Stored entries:

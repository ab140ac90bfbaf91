//! Caller-facing description of one API operation call.

use std::time::Duration;

use serde::Serialize;
use serde_json::Value;

use crate::encoding::{encode_form, select_header_accept, select_header_content_type, CollectionFormat, QueryValue};
use crate::error::ApiError;
use crate::http::HttpMethod;

/// Request payload.
#[derive(Debug, Clone, PartialEq)]
pub enum RequestBody {
    Json(Value),
    /// `application/x-www-form-urlencoded` fields.
    Form(Vec<(String, String)>),
    Text(String),
}

impl RequestBody {
    pub fn default_content_type(&self) -> &'static str {
        match self {
            RequestBody::Json(_) => "application/json",
            RequestBody::Form(_) => "application/x-www-form-urlencoded",
            RequestBody::Text(_) => "text/plain",
        }
    }

    pub(crate) fn encode(&self) -> Result<String, ApiError> {
        match self {
            RequestBody::Json(value) => {
                serde_json::to_string(value).map_err(|e| ApiError::Serialization(e.to_string()))
            }
            RequestBody::Form(fields) => Ok(encode_form(fields)),
            RequestBody::Text(text) => Ok(text.clone()),
        }
    }
}

/// Everything needed to execute one operation against a client's base URL.
///
/// `path` may contain `{name}` placeholders filled from `path_params`.
/// Header and query parameters set here always take precedence over default
/// headers and auth-derived values.
#[derive(Debug, Clone, PartialEq)]
pub struct ApiRequest {
    pub method: HttpMethod,
    pub path: String,
    pub path_params: Vec<(String, String)>,
    pub query_params: Vec<(String, QueryValue)>,
    pub header_params: Vec<(String, String)>,
    pub body: Option<RequestBody>,
    pub auth_names: Vec<String>,
    pub request_content_type: Option<String>,
    pub response_content_type: Option<String>,
    pub timeout: Option<Duration>,
}

impl ApiRequest {
    pub fn new(method: HttpMethod, path: impl Into<String>) -> Self {
        Self {
            method,
            path: path.into(),
            path_params: Vec::new(),
            query_params: Vec::new(),
            header_params: Vec::new(),
            body: None,
            auth_names: Vec::new(),
            request_content_type: None,
            response_content_type: None,
            timeout: None,
        }
    }

    pub fn get(path: impl Into<String>) -> Self {
        Self::new(HttpMethod::Get, path)
    }

    pub fn post(path: impl Into<String>) -> Self {
        Self::new(HttpMethod::Post, path)
    }

    pub fn put(path: impl Into<String>) -> Self {
        Self::new(HttpMethod::Put, path)
    }

    pub fn delete(path: impl Into<String>) -> Self {
        Self::new(HttpMethod::Delete, path)
    }

    pub fn path_param(mut self, name: impl Into<String>, value: impl ToString) -> Self {
        self.path_params.push((name.into(), value.to_string()));
        self
    }

    pub fn query(mut self, name: impl Into<String>, value: impl Into<QueryValue>) -> Self {
        self.query_params.push((name.into(), value.into()));
        self
    }

    pub fn query_collection<I, V>(mut self, name: impl Into<String>, values: I, format: CollectionFormat) -> Self
    where
        I: IntoIterator<Item = V>,
        V: Into<String>,
    {
        self.query_params.push((
            name.into(),
            QueryValue::Collection {
                values: values.into_iter().map(Into::into).collect(),
                format,
            },
        ));
        self
    }

    pub fn header(mut self, name: impl Into<String>, value: impl Into<String>) -> Self {
        self.header_params.push((name.into(), value.into()));
        self
    }

    pub fn body(mut self, body: RequestBody) -> Self {
        self.body = Some(body);
        self
    }

    pub fn json_body<B: Serialize>(self, body: &B) -> Result<Self, ApiError> {
        let value = serde_json::to_value(body).map_err(|e| ApiError::Serialization(e.to_string()))?;
        Ok(self.body(RequestBody::Json(value)))
    }

    /// Append a form field, turning the body into a form if it is not one.
    pub fn form_param(mut self, name: impl Into<String>, value: impl Into<String>) -> Self {
        let field = (name.into(), value.into());
        match &mut self.body {
            Some(RequestBody::Form(fields)) => fields.push(field),
            _ => self.body = Some(RequestBody::Form(vec![field])),
        }
        self
    }

    pub fn auth(mut self, name: impl Into<String>) -> Self {
        self.auth_names.push(name.into());
        self
    }

    /// Negotiate the `Accept` header from the types the operation produces.
    pub fn accepts<S: AsRef<str>>(mut self, accepts: &[S]) -> Self {
        self.response_content_type = select_header_accept(accepts);
        self
    }

    /// Negotiate the request `Content-Type` from the types the operation consumes.
    pub fn content_types<S: AsRef<str>>(mut self, content_types: &[S]) -> Self {
        self.request_content_type = Some(select_header_content_type(content_types));
        self
    }

    pub fn request_content_type(mut self, content_type: impl Into<String>) -> Self {
        self.request_content_type = Some(content_type.into());
        self
    }

    pub fn response_content_type(mut self, content_type: impl Into<String>) -> Self {
        self.response_content_type = Some(content_type.into());
        self
    }

    /// Time limit for this request alone, replacing the context-wide
    /// `timeout_ms`.
    pub fn timeout(mut self, timeout: Duration) -> Self {
        self.timeout = Some(timeout);
        self
    }
}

WHAT TO PRODUCE> Could you transcribe each entry exactly as it stands?

ANSWER AREA>
repository ab140ac90bfbaf91
//! Caller-facing description of one API operation call.

use std::time::Duration;

use serde::Serialize;
use serde_json::Value;

use crate::encoding::{encode_form, select_header_accept, select_header_content_type, CollectionFormat, QueryValue};
use crate::error::ApiError;
use crate::http::HttpMethod;

/// Request payload.
#[derive(Debug, Clone, PartialEq)]
pub enum RequestBody {
    Json(Value),
    /// `application/x-www-form-urlencoded` fields.
    Form(Vec<(String, String)>),
    Text(String),
}

impl RequestBody {
    pub fn default_content_type(&self) -> &'static str {
        match self {
            RequestBody::Json(_) => "application/json",
            RequestBody::Form(_) => "application/x-www-form-urlencoded",
            RequestBody::Text(_) => "text/plain",
        }
    }

    pub(crate) fn encode(&self) -> Result<String, ApiError> {
        match self {
            RequestBody::Json(value) => {
                serde_json::to_string(value).map_err(|e| ApiError::Serialization(e.to_string()))
            }
            RequestBody::Form(fields) => Ok(encode_form(fields)),
            RequestBody::Text(text) => Ok(text.clone()),
        }
    }
}

/// Everything needed to execute one operation against a client's base URL.
///
/// `path` may contain `{name}` placeholders filled from `path_params`.
/// Header and query parameters set here always take precedence over default
/// headers and auth-derived values.
#[derive(Debug, Clone, PartialEq)]
pub struct ApiRequest {
    pub method: HttpMethod,
    pub path: String,
    pub path_params: Vec<(String, String)>,
    pub query_params: Vec<(String, QueryValue)>,
    pub header_params: Vec<(String, String)>,
    pub body: Option<RequestBody>,
    pub auth_names: Vec<String>,
    pub request_content_type: Option<String>,
    pub response_content_type: Option<String>,
    pub timeout: Option<Duration>,
}

impl ApiRequest {
    pub fn new(method: HttpMethod, path: impl Into<String>) -> Self {
        Self {
            method,
            path: path.into(),
            path_params: Vec::new(),
            query_params: Vec::new(),
            header_params: Vec::new(),
            body: None,
            auth_names: Vec::new(),
            request_content_type: None,
            response_content_type: None,
            timeout: None,
        }
    }

    pub fn get(path: impl Into<String>) -> Self {
        Self::new(HttpMethod::Get, path)
    }

    pub fn post(path: impl Into<String>) -> Self {
        Self::new(HttpMethod::Post, path)
    }

    pub fn put(path: impl Into<String>) -> Self {
        Self::new(HttpMethod::Put, path)
    }

    pub fn delete(path: impl Into<String>) -> Self {
        Self::new(HttpMethod::Delete, path)
    }

    pub fn path_param(mut self, name: impl Into<String>, value: impl ToString) -> Self {
        self.path_params.push((name.into(), value.to_string()));
        self
    }

    pub fn query(mut self, name: impl Into<String>, value: impl Into<QueryValue>) -> Self {
        self.query_params.push((name.into(), value.into()));
        self
    }

    pub fn query_collection<I, V>(mut self, name: impl Into<String>, values: I, format: CollectionFormat) -> Self
    where
        I: IntoIterator<Item = V>,
        V: Into<String>,
    {
        self.query_params.push((
            name.into(),
            QueryValue::Collection {
                values: values.into_iter().map(Into::into).collect(),
                format,
            },
        ));
        self
    }

    pub fn header(mut self, name: impl Into<String>, value: impl Into<String>) -> Self {
        self.header_params.push((name.into(), value.into()));
        self
    }

    pub fn body(mut self, body: RequestBody) -> Self {
        self.body = Some(body);
        self
    }

    pub fn json_body<B: Serialize>(self, body: &B) -> Result<Self, ApiError> {
        let value = serde_json::to_value(body).map_err(|e| ApiError::Serialization(e.to_string()))?;
        Ok(self.body(RequestBody::Json(value)))
    }

    /// Append a form field, turning the body into a form if it is not one.
    pub fn form_param(mut self, name: impl Into<String>, value: impl Into<String>) -> Self {
        let field = (name.into(), value.into());
        match &mut self.body {
            Some(RequestBody::Form(fields)) => fields.push(field),
            _ => self.body = Some(RequestBody::Form(vec![field])),
        }
        self
    }

    pub fn auth(mut self, name: impl Into<String>) -> Self {
        self.auth_names.push(name.into());
        self
    }

    /// Negotiate the `Accept` header from the types the operation produces.
    pub fn accepts<S: AsRef<str>>(mut self, accepts: &[S]) -> Self {
        self.response_content_type = select_header_accept(accepts);
        self
    }

    /// Negotiate the request `Content-Type` from the types the operation consumes.
    pub fn content_types<S: AsRef<str>>(mut self, content_types: &[S]) -> Self {
        self.request_content_type = Some(select_header_content_type(content_types));
        self
    }

    pub fn request_content_type(mut self, content_type: impl Into<String>) -> Self {
        self.request_content_type = Some(content_type.into());
        self
    }

    pub fn response_content_type(mut self, content_type: impl Into<String>) -> Self {
        self.response_content_type = Some(content_type.into());
        self
    }

    /// Time limit for this request alone, replacing the context-wide
    /// `timeout_ms`.
    pub fn timeout(mut self, timeout: Duration) -> Self {
        self.timeout = Some(timeout);
        self
    }
}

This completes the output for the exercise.